Difference DTA and SAV [message #25857] |
Tue, 20 December 2022 13:52 |
victor
Messages: 4 Registered: December 2022
|
Member |
|
|
I have noticed that data is different between SAV and DTA datasets. Is this not an error?
Specifically looking at Gambia 2013, in household member recode. The DTA dataset has an additional value in the hv140 variable compared to the SAV dataset.
As a result, the mean calculation for registered children is different between these two datasets. With the DTA dataset it is possible to reproduce the figures in the official report. With the SAV dataset this value is a percentage point higher. It seems to me that however that SAV is a better approximation as with the DTA dataset the respondents with value 9 are used in the calculation.
For the DTA file
hv140 n
<dbl+lbl> <int>
1 0 [Neither certificate or registered] 3294
2 1 [Has certificate] 8494
3 2 [Registered] 1961
4 8 [Don't know] 208
5 9 398
6 NA 38336
For the SAV file
hv140 n
<dbl+lbl> <int>
1 0 [Neither certificate or registered] 3294
2 1 [Has certificate] 8494
3 2 [Registered] 1961
4 8 [Don't know] 208
5 NA 38734
|
|
|
|
|
Re: Difference DTA and SAV [message #25915 is a reply to message #25907] |
Tue, 03 January 2023 08:34 |
Bridgette-DHS
Messages: 3185 Registered: February 2013
|
Senior Member |
|
|
Following is a response from Senior DHS staff members, Tom Pullum and Trevor Croft:
In CSPro, the package in which the data files are originally constructed, we have two different codes:
1. Blank this is the not applicable code for use when a question is not applicable.
2. 9 (or 99, 999, etc.) this is the missing value code for use when a question is applicable, but a response was not given.
9 (etc.) is used very rarely nowadays with CAPI, but was needed for paper questionnaires, and was used by data entry staff when a particular question was not NA but the interviewer forgot to enter a response.
Usually in SPSS, blank is the system-missing value, and 9 is the user-missing value. In Stata, usually both cases are converted to missing.
We are surprised that the 9 shows up in the Stata file. Perhaps the DTA file for this survey was not created in our usual way, which would convert the CSPro 'missing' to a dot in Stata.

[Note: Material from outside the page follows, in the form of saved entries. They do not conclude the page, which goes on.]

// SPDX-License-Identifier: MPL-2.0
//! Recent-images strip.
//!
//! History is append-only and most-recent-first; clicking a thumbnail
//! re-selects that source without reordering or duplicating the strip.

use crate::ui::design_tokens::{palette, sizing, spacing, typography};
use crate::ui::identify::{HistoryEntry, Message};
use crate::ui::styles;
use iced::widget::{button, Column, Container, Image, Row, Text};
use iced::{Element, Length};

/// Thumbnails per row.
const COLUMNS: usize = 6;

/// Renders the history section. Callers only invoke this with a non-empty
/// history.
pub fn view(entries: &[HistoryEntry]) -> Element<'_, Message> {
    let mut column = Column::new()
        .spacing(spacing::SM)
        .push(Text::new("Recent Images").size(typography::TITLE));

    let mut row = Row::new().spacing(spacing::SM);
    let mut in_row = 0;

    for (index, entry) in entries.iter().enumerate() {
        let content: Element<'_, Message> = match &entry.thumbnail {
            Some(handle) => Image::new(handle.clone())
                .width(sizing::THUMBNAIL)
                .height(sizing::THUMBNAIL)
                .into(),
            // Load still pending or failed; show the source name instead.
            None => Container::new(
                Text::new(entry.source.display_name())
                    .size(typography::CAPTION)
                    .color(palette::GRAY_400),
            )
            .width(sizing::THUMBNAIL)
            .height(sizing::THUMBNAIL)
            .padding(spacing::XS)
            .into(),
        };

        row = row.push(
            button(content)
                .padding(0)
                .style(styles::button::thumbnail)
                .on_press(Message::HistoryClicked(index)),
        );
        in_row += 1;

        if in_row == COLUMNS {
            column = column.push(row);
            row = Row::new().spacing(spacing::SM);
            in_row = 0;
        }
    }

    if in_row > 0 {
        column = column.push(row);
    }

    column.width(Length::Fill).into()
}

You are reading the Stata and SPSS files with R, and we believe the conversion to R is being handled in different ways. You will get agreement if, when you read the Stata file with R, you add a line to change the 9 to a dot.
|
|
|
Re: Difference DTA and SAV [message #25916 is a reply to message #25915] |
Tue, 03 January 2023 09:25 |
victor
Messages: 4 Registered: December 2022
|
Member |
|
|
Thank you for this explanation. Do I understand correctly that in this case the SAV file provides the data in the correct manner?
If so, that would mean that there is a mistake in the final report for Gambia 2013. On page 21, the total should be 58.1 not 57.1, 15.2 not 14.9 and 73.3 not 72.0.
|
|
|